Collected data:

*** Block opens ***

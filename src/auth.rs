//! Authentication module.

use crate::config::AuthConfig;
use crate::db::{Database, Session, User, now_timestamp};
use crate::error::{AppError, Result};
use crate::mail::{LogMailer, Mailer, VerificationMail};
use argon2::{
    Argon2,
    password_hash::{
        PasswordHash, PasswordHasher, PasswordVerifier, SaltString,
        rand_core::{OsRng, RngCore},
    },
};
use base64::{Engine, engine::general_purpose::URL_SAFE_NO_PAD};
use std::sync::Arc;

/// Minimum password length.
pub const MIN_PASSWORD_LEN: usize = 8;

/// Symbols accepted by the password policy.
const PASSWORD_SYMBOLS: &str = "!@#$%^&*()_+-=[]{};':\"\\|,.<>/?";

/// Hash a password using Argon2.
pub fn hash_password(password: &str) -> Result<String> {
    let salt = SaltString::generate(&mut OsRng);
    let argon2 = Argon2::default();

    argon2
        .hash_password(password.as_bytes(), &salt)
        .map(|hash| hash.to_string())
        .map_err(|e| AppError::Internal(format!("Failed to hash password: {}", e)))
}

/// Verify a password against a hash.
pub fn verify_password(password: &str, hash: &str) -> Result<bool> {
    let parsed_hash = PasswordHash::new(hash)
        .map_err(|e| AppError::Internal(format!("Invalid password hash: {}", e)))?;

    Ok(Argon2::default()
        .verify_password(password.as_bytes(), &parsed_hash)
        .is_ok())
}

/// Generate a secure random token.
pub fn generate_token() -> String {
    let mut bytes = [0u8; 32];
    OsRng.fill_bytes(&mut bytes);
    URL_SAFE_NO_PAD.encode(bytes)
}

/// Check the password policy: length, uppercase letter, digit and symbol.
pub fn validate_password(password: &str) -> Result<()> {
    let rule = if password.chars().count() < MIN_PASSWORD_LEN {
        format!("Password must be at least {} characters", MIN_PASSWORD_LEN)
    } else if !password.chars().any(|c| c.is_ascii_uppercase()) {
        "Password must contain an uppercase letter".to_string()
    } else if !password.chars().any(|c| c.is_ascii_digit()) {
        "Password must contain a digit".to_string()
    } else if !password.chars().any(|c| PASSWORD_SYMBOLS.contains(c)) {
        "Password must contain a symbol".to_string()
    } else {
        return Ok(());
    };

    Err(AppError::InvalidInput(rule))
}

/// Check a username: 1-64 letters, digits, `_` or `-`.
pub fn validate_username(username: &str) -> Result<()> {
    if username.is_empty() || username.len() > 64 {
        return Err(AppError::InvalidInput(
            "Username must be 1-64 characters".to_string(),
        ));
    }

    if !username
        .chars()
        .all(|c| c.is_ascii_alphanumeric() || c == '_' || c == '-')
    {
        return Err(AppError::InvalidInput(
            "Username can only contain letters, numbers, _ and -".to_string(),
        ));
    }

    Ok(())
}

/// Normalize and check an email address.
fn normalize_email(email: &str) -> Result<String> {
    let email = email.trim().to_lowercase();
    match email.split_once('@') {
        Some((local, domain)) if !local.is_empty() && !domain.is_empty() => Ok(email),
        _ => Err(AppError::InvalidInput(format!(
            "Invalid email address: {}",
            email
        ))),
    }
}

/// Authentication service.
pub struct AuthService {
    db: Database,
    session_duration_days: u32,
    registration_enabled: bool,
    require_verification: bool,
    public_url: String,
    mailer: Arc<dyn Mailer>,
}

impl AuthService {
    /// Create a new auth service.
    pub fn new(db: Database, config: &AuthConfig) -> Self {
        Self {
            db,
            session_duration_days: config.session_days,
            registration_enabled: config.registration_enabled(),
            require_verification: config.require_verification,
            public_url: String::new(),
            mailer: Arc::new(LogMailer),
        }
    }

    /// Base URL used in verification links.
    pub fn with_public_url(mut self, url: impl Into<String>) -> Self {
        self.public_url = url.into().trim_end_matches('/').to_string();
        self
    }

    /// Replace the mail transport.
    pub fn with_mailer(mut self, mailer: Arc<dyn Mailer>) -> Self {
        self.mailer = mailer;
        self
    }

    /// Register a new user and send the verification mail.
    pub fn register(&self, username: &str, email: &str, password: &str) -> Result<User> {
        if !self.registration_enabled {
            return Err(AppError::Forbidden("Registration is disabled".to_string()));
        }

        let token = generate_token();
        let user = self.insert_user(username, email, password, "user", Some(token.clone()))?;

        let mail = VerificationMail {
            to: user.email.clone(),
            username: user.username.clone(),
            link: format!("{}/api/auth/verify-email/{}", self.public_url, token),
        };

        // Mail failures do not undo the registration.
        if let Err(e) = self.mailer.send_verification(&mail) {
            tracing::warn!(error = %e, email = %user.email, "Failed to send verification mail");
        }

        tracing::info!(user = %user.id, username = %user.username, "User registered");
        Ok(user)
    }

    /// Create a verified user (admin function).
    pub fn create_user(&self, username: &str, email: &str, password: &str, role: &str) -> Result<User> {
        self.insert_user(username, email, password, role, None)
    }

    fn insert_user(
        &self,
        username: &str,
        email: &str,
        password: &str,
        role: &str,
        verification_token: Option<String>,
    ) -> Result<User> {
        validate_username(username)?;
        let email = normalize_email(email)?;
        validate_password(password)?;

        // Validate role
        if role != "admin" && role != "user" {
            return Err(AppError::InvalidInput(
                "Role must be 'admin' or 'user'".to_string(),
            ));
        }

        if self.db.get_user_by_email(&email)?.is_some() {
            return Err(AppError::DuplicateEntry(format!(
                "Email already in use: {}",
                email
            )));
        }
        if self.db.get_user_by_username(username)?.is_some() {
            return Err(AppError::DuplicateEntry(format!(
                "Username already in use: {}",
                username
            )));
        }

        let password_hash = hash_password(password)?;

        let user = User {
            id: uuid::Uuid::new_v4().to_string(),
            username: username.to_string(),
            email,
            password_hash,
            bio: None,
            avatar_url: None,
            role: role.to_string(),
            is_verified: verification_token.is_none(),
            verification_token,
            created_at: now_timestamp(),
            last_login: None,
        };

        self.db.create_user(&user)?;
        Ok(user)
    }

    /// Confirm an email address from its verification token.
    pub fn verify_email(&self, token: &str) -> Result<User> {
        let token = token.trim();
        if token.is_empty() {
            return Err(AppError::InvalidInput(
                "Missing verification token".to_string(),
            ));
        }

        let mut user = self
            .db
            .get_user_by_verification_token(token)?
            .ok_or_else(|| AppError::InvalidInput("Invalid verification token".to_string()))?;

        self.db.mark_user_verified(&user.id)?;
        user.is_verified = true;
        user.verification_token = None;

        tracing::info!(user = %user.id, "Email verified");
        Ok(user)
    }

    /// Login and create a session.
    pub fn login(&self, email: &str, password: &str) -> Result<(User, String)> {
        let invalid = || AppError::Unauthorized("Invalid email or password".to_string());

        let email = email.trim().to_lowercase();
        let user = self.db.get_user_by_email(&email)?.ok_or_else(invalid)?;

        if !verify_password(password, &user.password_hash)? {
            return Err(invalid());
        }

        if self.require_verification && !user.is_verified {
            return Err(AppError::Unauthorized(
                "Please verify your email before logging in".to_string(),
            ));
        }

        // Update last login
        self.db.update_user_last_login(&user.id)?;

        // Create session
        let token = generate_token();
        let expires_at = now_timestamp() + (self.session_duration_days as i64 * 24 * 60 * 60);

        let session = Session {
            token: token.clone(),
            user_id: user.id.clone(),
            expires_at,
        };

        self.db.create_session(&session)?;

        Ok((user, token))
    }

    /// Validate a session token and return the user.
    pub fn validate_token(&self, token: &str) -> Result<Option<User>> {
        let session = match self.db.get_session(token)? {
            Some(s) => s,
            None => return Ok(None),
        };

        // Check expiration
        if session.expires_at < now_timestamp() {
            self.db.delete_session(token)?;
            return Ok(None);
        }

        self.db.get_user_by_id(&session.user_id)
    }

    /// Logout (delete session).
    pub fn logout(&self, token: &str) -> Result<()> {
        self.db.delete_session(token)
    }

    /// Change user password.
    pub fn change_password(&self, username: &str, new_password: &str) -> Result<bool> {
        validate_password(new_password)?;

        let password_hash = hash_password(new_password)?;
        self.db.update_user_password(username, &password_hash)
    }

    /// Grant or revoke the admin role.
    pub fn set_role(&self, username: &str, role: &str) -> Result<bool> {
        if role != "admin" && role != "user" {
            return Err(AppError::InvalidInput(
                "Role must be 'admin' or 'user'".to_string(),
            ));
        }
        self.db.update_user_role(username, role)
    }

    /// List all users.
    pub fn list_users(&self) -> Result<Vec<User>> {
        self.db.list_users()
    }

    /// Check if a user is admin.
    pub fn is_admin(&self, user: &User) -> bool {
        user.role == "admin"
    }
}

*** Block closes ***

**TASK REQUIREMENTS**
Once you find the line containing "if session.expires_at <", copy it and every line after it through the end of the records, exactly as they stand.

**SOLUTION BELOW**
        if session.expires_at < now_timestamp() {
            self.db.delete_session(token)?;
            return Ok(None);
        }

        self.db.get_user_by_id(&session.user_id)
    }

    /// Logout (delete session).
    pub fn logout(&self, token: &str) -> Result<()> {
        self.db.delete_session(token)
    }

    /// Change user password.
    pub fn change_password(&self, username: &str, new_password: &str) -> Result<bool> {
        validate_password(new_password)?;

        let password_hash = hash_password(new_password)?;
        self.db.update_user_password(username, &password_hash)
    }

    /// Grant or revoke the admin role.
    pub fn set_role(&self, username: &str, role: &str) -> Result<bool> {
        if role != "admin" && role != "user" {
            return Err(AppError::InvalidInput(
                "Role must be 'admin' or 'user'".to_string(),
            ));
        }
        self.db.update_user_role(username, role)
    }

    /// List all users.
    pub fn list_users(&self) -> Result<Vec<User>> {
        self.db.list_users()
    }

    /// Check if a user is admin.
    pub fn is_admin(&self, user: &User) -> bool {
        user.role == "admin"
    }
}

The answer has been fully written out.